Don't think of it as "missing stars in V band" think instead of "extra
stars in I band".
It could happen that we will never get a V band measurement of some
stars, but 1) there will be more then one Mk IV camera site. A match
could be observed at an other site 2) If
you are looking for variable stars I band only is good enough.
3) Many astronomers seem to do just fine with only one telescope
on their mount. They never get simultaneous matching observations.
Assuming we want to do unequal exposures, the time
over which the telescope must track the sky is determined by the camera
channel with the longest exposure. You can't move on to the next target
until the last shutter closes. We may as well adopt the convention of
using the longest exposure
as the "base line" and say we are closing the other shutter early.
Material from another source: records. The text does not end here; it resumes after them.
use crate::model::Board;
use crate::notify::NotificationEngine;
use chrono::Utc;
use std::sync::Arc;
use std::time::Duration;
use tokio::sync::Mutex;
use tokio::task::JoinHandle;
use tokio::time::MissedTickBehavior;
use tokio_util::sync::CancellationToken;

pub type SharedBoard = Arc<Mutex<Board>>;
pub type SharedEngine = Arc<Mutex<NotificationEngine>>;

pub const DEFAULT_PERIOD: Duration = Duration::from_secs(30);

/// Periodic notification scan owned by whoever holds the returned handle.
pub struct NotificationScheduler;

impl NotificationScheduler {
    /// Spawns the scan loop. The first scan runs immediately.
    pub fn start(board: SharedBoard, engine: SharedEngine, period: Duration) -> SchedulerHandle {
        let token = CancellationToken::new();
        let task = tokio::spawn(run(
            board.clone(),
            engine.clone(),
            period,
            token.clone(),
        ));
        log::info!("Notification scheduler started (every {:?})", period);
        SchedulerHandle {
            board,
            engine,
            token,
            task,
        }
    }
}

pub struct SchedulerHandle {
    board: SharedBoard,
    engine: SharedEngine,
    token: CancellationToken,
    task: JoinHandle<()>,
}

impl SchedulerHandle {
    /// Scans outside the regular period.
    pub async fn scan_now(&self) -> usize {
        scan(&self.board, &self.engine).await
    }

    pub fn is_running(&self) -> bool {
        !self.task.is_finished()
    }

    /// Cancels the loop and waits for it. A scan in progress completes first.
    pub async fn stop(self) {
        self.token.cancel();
        if let Err(e) = self.task.await {
            log::warn!("Notification scheduler ended abnormally: {}", e);
        }
        log::info!("Notification scheduler stopped");
    }
}

async fn run(board: SharedBoard, engine: SharedEngine, period: Duration, token: CancellationToken) {
    let mut ticker = tokio::time::interval(period);
    ticker.set_missed_tick_behavior(MissedTickBehavior::Delay);
    loop {
        tokio::select! {
            _ = token.cancelled() => break,
            _ = ticker.tick() => {
                scan(&board, &engine).await;
            }
        }
    }
}

async fn scan(board: &SharedBoard, engine: &SharedEngine) -> usize {
    // board lock first, then engine, everywhere
    let board = board.lock().await;
    let mut engine = engine.lock().await;
    engine.scan(&board, Utc::now())
}
use crate::model::parse::{
    entries, optional_f64, optional_str, optional_utc, required_str, required_utc, str_array,
};
use crate::model::Result;
use chrono::{DateTime, Utc};
use serde_json::Value;
use std::fmt;
use std::fs;
use std::str::FromStr;

/// Technical priority, `P0` is the most urgent.
#[derive(Debug, Clone, Copy, Eq, Hash, PartialEq, Ord, PartialOrd)]
pub struct Priority(u8);

impl Priority {
    pub const MAX: u8 = 5;

    pub fn new(level: u8) -> Result<Self> {
        if level > Self::MAX {
            return Err(format!("Priority out of range: P{level}").into());
        }
        Ok(Self(level))
    }

    pub fn level(&self) -> u8 {
        self.0
    }
}

impl fmt::Display for Priority {
    fn fmt(&self, f: &mut fmt::Formatter<'_>) -> fmt::Result {
        write!(f, "P{}", self.0)
    }
}

#[derive(Debug, Clone, Copy, Eq, Hash, PartialEq)]
pub enum IssueStatus {
    Todo,
    InProgress,
    InReview,
    Done,
    Blocked,
}

impl FromStr for IssueStatus {
    type Err = String;

    fn from_str(s: &str) -> std::result::Result<Self, Self::Err> {
        match s {
            "Todo" | "To Do" => Ok(Self::Todo),
            "In Progress" => Ok(Self::InProgress),
            "In Review" => Ok(Self::InReview),
            "Done" => Ok(Self::Done),
            "Blocked" => Ok(Self::Blocked),
            other => Err(format!("Unknown issue status: {other}")),
        }
    }
}

impl fmt::Display for IssueStatus {
    fn fmt(&self, f: &mut fmt::Formatter<'_>) -> fmt::Result {
        let s = match self {
            Self::Todo => "Todo",
            Self::InProgress => "In Progress",
            Self::InReview => "In Review",
            Self::Done => "Done",
            Self::Blocked => "Blocked",
        };
        f.write_str(s)
    }
}

/// Qualitative severity, independent of [`Priority`].
#[derive(Debug, Clone, Copy, Default, Eq, Hash, PartialEq)]
pub enum BusinessImpact {
    Critical,
    High,
    #[default]
    Medium,
    Low,
}

impl FromStr for BusinessImpact {
    type Err = String;

    fn from_str(s: &str) -> std::result::Result<Self, Self::Err> {
        match s {
            "Critical" => Ok(Self::Critical),
            "High" => Ok(Self::High),
            "Medium" => Ok(Self::Medium),
            "Low" => Ok(Self::Low),
            other => Err(format!("Unknown business impact: {other}")),
        }
    }
}

impl fmt::Display for BusinessImpact {
    fn fmt(&self, f: &mut fmt::Formatter<'_>) -> fmt::Result {
        let s = match self {
            Self::Critical => "Critical",
            Self::High => "High",
            Self::Medium => "Medium",
            Self::Low => "Low",
        };
        f.write_str(s)
    }
}

/// Reason and time an issue got blocked. Both exist together or not at all.
#[derive(Debug, Clone, PartialEq)]
pub struct Blocker {
    pub reason: String,
    pub at: DateTime<Utc>,
}

#[derive(Debug, Clone, PartialEq)]
pub struct Issue {
    pub id: String,
    pub title: String,
    pub description: String,
    pub priority: Priority,
    pub status: IssueStatus,
    pub assignee: String,
    pub assignee_id: Option<String>,
    pub sprint_id: Option<String>,
    pub created_at: DateTime<Utc>,
    pub updated_at: DateTime<Utc>,
    pub business_impact: BusinessImpact,
    pub stakeholders: Vec<String>,
    pub dependencies: Vec<String>,
    pub estimated_hours: Option<f64>,
    pub actual_hours: Option<f64>,
    pub team_id: Option<String>,
    pub tags: Vec<String>,
    pub blocked: Option<Blocker>,
}

// Create
impl Issue {
    pub fn from_config(path: &str) -> Result<Vec<Self>> {
        let json_str = fs::read_to_string(path)?;
        Self::parse(&json_str)
    }

    pub fn new(
        id: impl ToString,
        title: impl ToString,
        status: IssueStatus,
        assignee: impl ToString,
        created_at: DateTime<Utc>,
    ) -> Self {
        Self {
            id: id.to_string(),
            title: title.to_string(),
            description: String::new(),
            priority: Priority(2),
            status,
            assignee: assignee.to_string(),
            assignee_id: None,
            sprint_id: None,
            created_at,
            updated_at: created_at,
            business_impact: BusinessImpact::default(),
            stakeholders: vec![],
            dependencies: vec![],
            estimated_hours: None,
            actual_hours: None,
            team_id: None,
            tags: vec![],
            blocked: None,
        }
    }
}

// Mutation
impl Issue {
    pub fn block(&self, reason: impl ToString, at: DateTime<Utc>) -> Self {
        let mut issue = self.clone();
        issue.blocked = blocker_reason(reason.to_string()).map(|reason| Blocker { reason, at });
        issue.updated_at = at;
        issue
    }

    pub fn unblock(&self, at: DateTime<Utc>) -> Self {
        let mut issue = self.clone();
        issue.blocked = None;
        issue.updated_at = at;
        issue
    }

    pub fn with_status(&self, status: IssueStatus, at: DateTime<Utc>) -> Self {
        let mut issue = self.clone();
        issue.status = status;
        issue.updated_at = at;
        issue
    }

    pub fn blocked_reason(&self) -> Option<&str> {
        self.blocked.as_ref().map(|b| b.reason.as_str())
    }

    pub fn is_blocked(&self) -> bool {
        self.blocked.is_some()
    }

    pub fn is_done(&self) -> bool {
        self.status == IssueStatus::Done
    }
}

/// A reason made only of whitespace does not block.
fn blocker_reason(reason: String) -> Option<String> {
    if reason.trim().is_empty() {
        return None;
    }
    Some(reason)
}

/// Replaces the issue with the same id, leaving the input untouched.
pub fn replace_issue(issues: &[Issue], issue: Issue) -> Vec<Issue> {
    issues
        .iter()
        .map(|existing| {
            if existing.id == issue.id {
                issue.clone()
            } else {
                existing.clone()
            }
        })
        .collect()
}

// Parser
impl Issue {
    pub fn parse(json_str: &str) -> Result<Vec<Self>> {
        let mut result = Vec::new();
        for (id, details) in entries(json_str)? {
            let issue = Self::parse_one(id, &details)
                .map_err(|e| format!("Issue parse error: {e}"))?;
            result.push(issue);
        }
        Ok(result)
    }

    fn parse_one(id: String, details: &Value) -> Result<Self> {
        let title = required_str(details, "title")?;
        let status = required_str(details, "status")?.parse::<IssueStatus>()?;
        let priority = parse_priority(&details["priority"])?;
        let assignee = required_str(details, "assignee")?;
        let created_at = required_utc(details, "createdAt")?;
        let updated_at = optional_utc(details, "updatedAt")?.unwrap_or(created_at);
        let business_impact = match details["businessImpact"].as_str() {
            Some(impact) => impact.parse::<BusinessImpact>()?,
            None => BusinessImpact::default(),
        };
        let blocked = match optional_str(details, "blockedReason").and_then(blocker_reason) {
            Some(reason) => {
                let Some(at) = optional_utc(details, "blockedAt")? else {
                    return Err(format!("Not found 'blockedAt' field for blocked issue {id}").into());
                };
                Some(Blocker { reason, at })
            }
            None => None,
        };

        let mut issue = Self::new(id, title, status, assignee, created_at);
        issue.description = details["description"].as_str().unwrap_or("").to_string();
        issue.priority = priority;
        issue.assignee_id = optional_str(details, "assigneeId");
        issue.sprint_id = optional_str(details, "sprintId");
        issue.updated_at = updated_at;
        issue.business_impact = business_impact;
        issue.stakeholders = str_array(details, "stakeholders");
        issue.dependencies = str_array(details, "dependencies");
        issue.estimated_hours = optional_f64(details, "estimatedHours");
        issue.actual_hours = optional_f64(details, "actualHours");
        issue.team_id = optional_str(details, "teamId");
        issue.tags = str_array(details, "tags");
        issue.blocked = blocked;
        Ok(issue)
    }
}

fn parse_priority(value: &Value) -> Result<Priority> {
    if let Some(level) = value.as_u64() {
        return Priority::new(u8::try_from(level).unwrap_or(u8::MAX));
    }
    let Some(label) = value.as_str() else {
        return Err("Not found 'priority' field".into());
    };
    let Ok(level) = label.trim_start_matches(['P', 'p']).parse::<u8>() else {
        return Err(format!("Not a valid priority: {label}").into());
    };
    Priority::new(level)
}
This is clearly equivalent to giving "extra exposure" to V.
So now, by our convention, what you are asking for is to close the I band
shutter early. Now you have what you want, roughly equal number of stars
in both frames.
But do you really have what you want?
Yes, roughly equal numbers but _not_ the same stars in each frame.
Remember, stars have color. Many Blue stars will detected by the V camera
that will not appear at all in the I camera and many red stars will appear
on the I camera but not the V camera. Some bright stars will appear in
both but it actually turns out that close to half the stars will be near
the detection limit. In fact if you look at Mark III data where two of the
cameras are nearly identical you will find many stars seen in only one of
the two identical cameras.
One other point is that both cameras are read out at once. So while you
could close the I band shutter, the CCD would just set there in the dark
collecting dark current while the V band CCD is integrating more image photons.
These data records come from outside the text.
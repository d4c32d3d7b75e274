mod multi_progress;
mod progress_style;

pub use multi_progress::{FileProgress, MultiProgressNew};
pub use progress_style::ProgressStyleTemplate;
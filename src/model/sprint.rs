use crate::model::parse::{entries, required_datetime, required_str};
use crate::model::Result;
use chrono::{DateTime, FixedOffset};
use std::fmt;
use std::fs;
use std::str::FromStr;

#[derive(Debug, Clone, Copy, Eq, Hash, PartialEq)]
pub enum SprintStatus {
    Planned,
    Active,
    Completed,
}

impl SprintStatus {
    /// Sprints only move forward one step: Planned -> Active -> Completed.
    pub fn can_transition_to(&self, next: SprintStatus) -> bool {
        matches!(
            (self, next),
            (Self::Planned, Self::Active) | (Self::Active, Self::Completed)
        )
    }
}

impl FromStr for SprintStatus {
    type Err = String;

    fn from_str(s: &str) -> std::result::Result<Self, Self::Err> {
        match s.to_ascii_lowercase().as_str() {
            "planned" => Ok(Self::Planned),
            "active" => Ok(Self::Active),
            "completed" => Ok(Self::Completed),
            other => Err(format!("Unknown sprint status: {other}")),
        }
    }
}

impl fmt::Display for SprintStatus {
    fn fmt(&self, f: &mut fmt::Formatter<'_>) -> fmt::Result {
        let s = match self {
            Self::Planned => "Planned",
            Self::Active => "Active",
            Self::Completed => "Completed",
        };
        f.write_str(s)
    }
}

#[derive(Debug, Clone, Eq, Hash, PartialEq)]
pub struct Sprint {
    pub id: String,
    pub number: u32,
    pub title: String,
    pub status: SprintStatus,
    pub start: DateTime<FixedOffset>,
    pub end: DateTime<FixedOffset>,
}

// Create
impl Sprint {
    pub fn from_config(path: &str) -> Result<Vec<Self>> {
        let json_str = fs::read_to_string(path)?;
        Self::parse(&json_str)
    }

    pub fn new(
        id: impl ToString,
        number: u32,
        title: impl ToString,
        status: SprintStatus,
        start: &DateTime<FixedOffset>,
        end: &DateTime<FixedOffset>,
    ) -> Sprint {
        Self {
            id: id.to_string(),
            number,
            title: title.to_string(),
            status,
            start: *start,
            end: *end,
        }
    }

    pub fn display_name(&self) -> String {
        format!("{} - {}", self.number, self.title)
    }
}

// Lifecycle
impl Sprint {
    pub fn transition(&self, next: SprintStatus) -> Result<Sprint> {
        if !self.status.can_transition_to(next) {
            return Err(format!(
                "Sprint {} cannot move from {} to {}",
                self.display_name(),
                self.status,
                next
            )
            .into());
        }
        let mut sprint = self.clone();
        sprint.status = next;
        Ok(sprint)
    }
}

pub fn active_sprint(sprints: &[Sprint]) -> Option<&Sprint> {
    sprints.iter().find(|s| s.status == SprintStatus::Active)
}

/// Activates a planned sprint, completing whichever sprint is currently active.
pub fn start_sprint(sprints: &[Sprint], id: &str) -> Result<Vec<Sprint>> {
    let Some(target) = sprints.iter().find(|s| s.id == id) else {
        return Err(format!("Sprint not found: {id}").into());
    };
    let started = target.transition(SprintStatus::Active)?;
    sprints
        .iter()
        .map(|sprint| {
            if sprint.id == started.id {
                Ok(started.clone())
            } else if sprint.status == SprintStatus::Active {
                sprint.transition(SprintStatus::Completed)
            } else {
                Ok(sprint.clone())
            }
        })
        .collect()
}

// Parser
impl Sprint {
    pub fn parse(json_str: &str) -> Result<Vec<Self>> {
        let mut result = Vec::new();
        for (id, details) in entries(json_str)? {
            let Some(number) = details["number"].as_u64() else {
                return Err("Not found 'number' field".into());
            };
            let title = required_str(&details, "title")?;
            let status = required_str(&details, "status")?.parse::<SprintStatus>()?;
            let start = required_datetime(&details, "start")?;
            let end = required_datetime(&details, "end")?;
            if end < start {
                return Err(format!("Sprint {id} ends before it starts").into());
            }
            let number = u32::try_from(number)?;
            let new = Self::new(id, number, title, status, &start, &end);
            result.push(new);
        }
        Ok(result)
    }
}
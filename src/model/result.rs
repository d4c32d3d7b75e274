use std::error::Error;

pub type Result<T> = std::result::Result<T, Box<dyn Error>>;
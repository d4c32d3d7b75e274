use crate::model::sprint::active_sprint;
use crate::model::{Issue, Sprint, Team, TeamMember};

/// Entity collections owned by the application. Replaced wholesale, never patched.
#[derive(Debug, Clone, Default, PartialEq)]
pub struct Board {
    pub issues: Vec<Issue>,
    pub sprints: Vec<Sprint>,
    pub teams: Vec<Team>,
    pub members: Vec<TeamMember>,
}

impl Board {
    pub fn new(
        issues: Vec<Issue>,
        sprints: Vec<Sprint>,
        teams: Vec<Team>,
        members: Vec<TeamMember>,
    ) -> Self {
        Self {
            issues,
            sprints,
            teams,
            members,
        }
    }

    pub fn issue(&self, id: &str) -> Option<&Issue> {
        self.issues.iter().find(|i| i.id == id)
    }

    pub fn team(&self, id: &str) -> Option<&Team> {
        self.teams.iter().find(|t| t.id == id)
    }

    pub fn member(&self, id: &str) -> Option<&TeamMember> {
        self.members.iter().find(|m| m.id == id)
    }

    pub fn team_members<'a>(&'a self, team: &Team) -> Vec<&'a TeamMember> {
        team_members(team, &self.members)
    }

    pub fn active_sprint(&self) -> Option<&Sprint> {
        active_sprint(&self.sprints)
    }

    /// Resolves an issue's assignee, preferring the member id over the display name.
    pub fn assignee(&self, issue: &Issue) -> Option<&TeamMember> {
        match &issue.assignee_id {
            Some(id) => self.member(id),
            None => self.members.iter().find(|m| m.name == issue.assignee),
        }
    }
}

pub fn team_members<'a>(team: &Team, members: &'a [TeamMember]) -> Vec<&'a TeamMember> {
    members.iter().filter(|m| team.has_member(&m.id)).collect()
}

#[cfg(test)]
mod tests {
    use super::*;
    use crate::model::IssueStatus;
    use chrono::Utc;

    #[test]
    fn assignee_prefers_member_id() {
        let members = vec![
            TeamMember::new("m-1", "Sam", "Engineer", 40.0, 10.0),
            TeamMember::new("m-2", "Sam", "Designer", 40.0, 10.0),
        ];
        let board = Board::new(vec![], vec![], vec![], members);

        let mut issue = Issue::new("A", "a", IssueStatus::Todo, "Sam", Utc::now());
        assert_eq!(board.assignee(&issue).map(|m| m.id.as_str()), Some("m-1"));

        issue.assignee_id = Some("m-2".to_string());
        assert_eq!(board.assignee(&issue).map(|m| m.id.as_str()), Some("m-2"));

        issue.assignee_id = Some("m-9".to_string());
        assert!(board.assignee(&issue).is_none());
    }

    #[test]
    fn team_members_skips_unknown_ids() {
        let team = Team::new("t", "T", Some("m-1"), vec!["m-1", "ghost"]);
        let members = vec![
            TeamMember::new("m-1", "A", "R", 40.0, 0.0),
            TeamMember::new("m-2", "B", "R", 40.0, 0.0),
        ];
        let found = team_members(&team, &members);
        assert_eq!(found.len(), 1);
        assert_eq!(found[0].id, "m-1");
    }
}
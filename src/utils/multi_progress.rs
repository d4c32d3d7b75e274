use crate::utils::ProgressStyleTemplate;
use indicatif::{MultiProgress, ProgressBar};
use std::time::Duration;

const SPINNER_TICK: Duration = Duration::from_millis(100);

pub trait MultiProgressNew {
    fn add_spinner(&self) -> ProgressBar;
}

impl MultiProgressNew for MultiProgress {
    fn add_spinner(&self) -> ProgressBar {
        let pb = self.add(ProgressBar::new_spinner());
        pb.set_style(ProgressStyleTemplate::spinner());
        pb.enable_steady_tick(SPINNER_TICK);
        pb
    }
}

/// Spinner that reports one fixture file being read.
pub trait FileProgress {
    fn reading(&self, path: &str);
    fn loaded(&self, path: &str, count: usize);
    fn failed(&self, path: &str);
}

impl FileProgress for ProgressBar {
    fn reading(&self, path: &str) {
        self.set_message(format!("Read file `{}` ...", path));
    }

    fn loaded(&self, path: &str, count: usize) {
        self.finish_with_message(format!("✅ Loaded `{}` ({} entries)", path, count));
    }

    fn failed(&self, path: &str) {
        self.abandon_with_message(format!("❌ Failed to load `{}`", path));
    }
}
You'd be giving up S/N just to equalize the star counts. Would it not be
better to keep the I band shutter open and increase the SAN then later if
you have too many stars toss then out. Not that I would do that, but the
end result be better then if you had closed the shutter early.
I think the best place to thin out data is in post processing, after the images
are converted to lists of objects. You can do this very early, e.g. keep only
the intersection of the I and V lists from each pair or later e.g. Michael's
tenxcat that is computed late in the database building process. I'd suggest
a halfway point. I'd suggest building something like a "twoXcat" and sending
that on the Michael so as not to flood him with too much "seen only once"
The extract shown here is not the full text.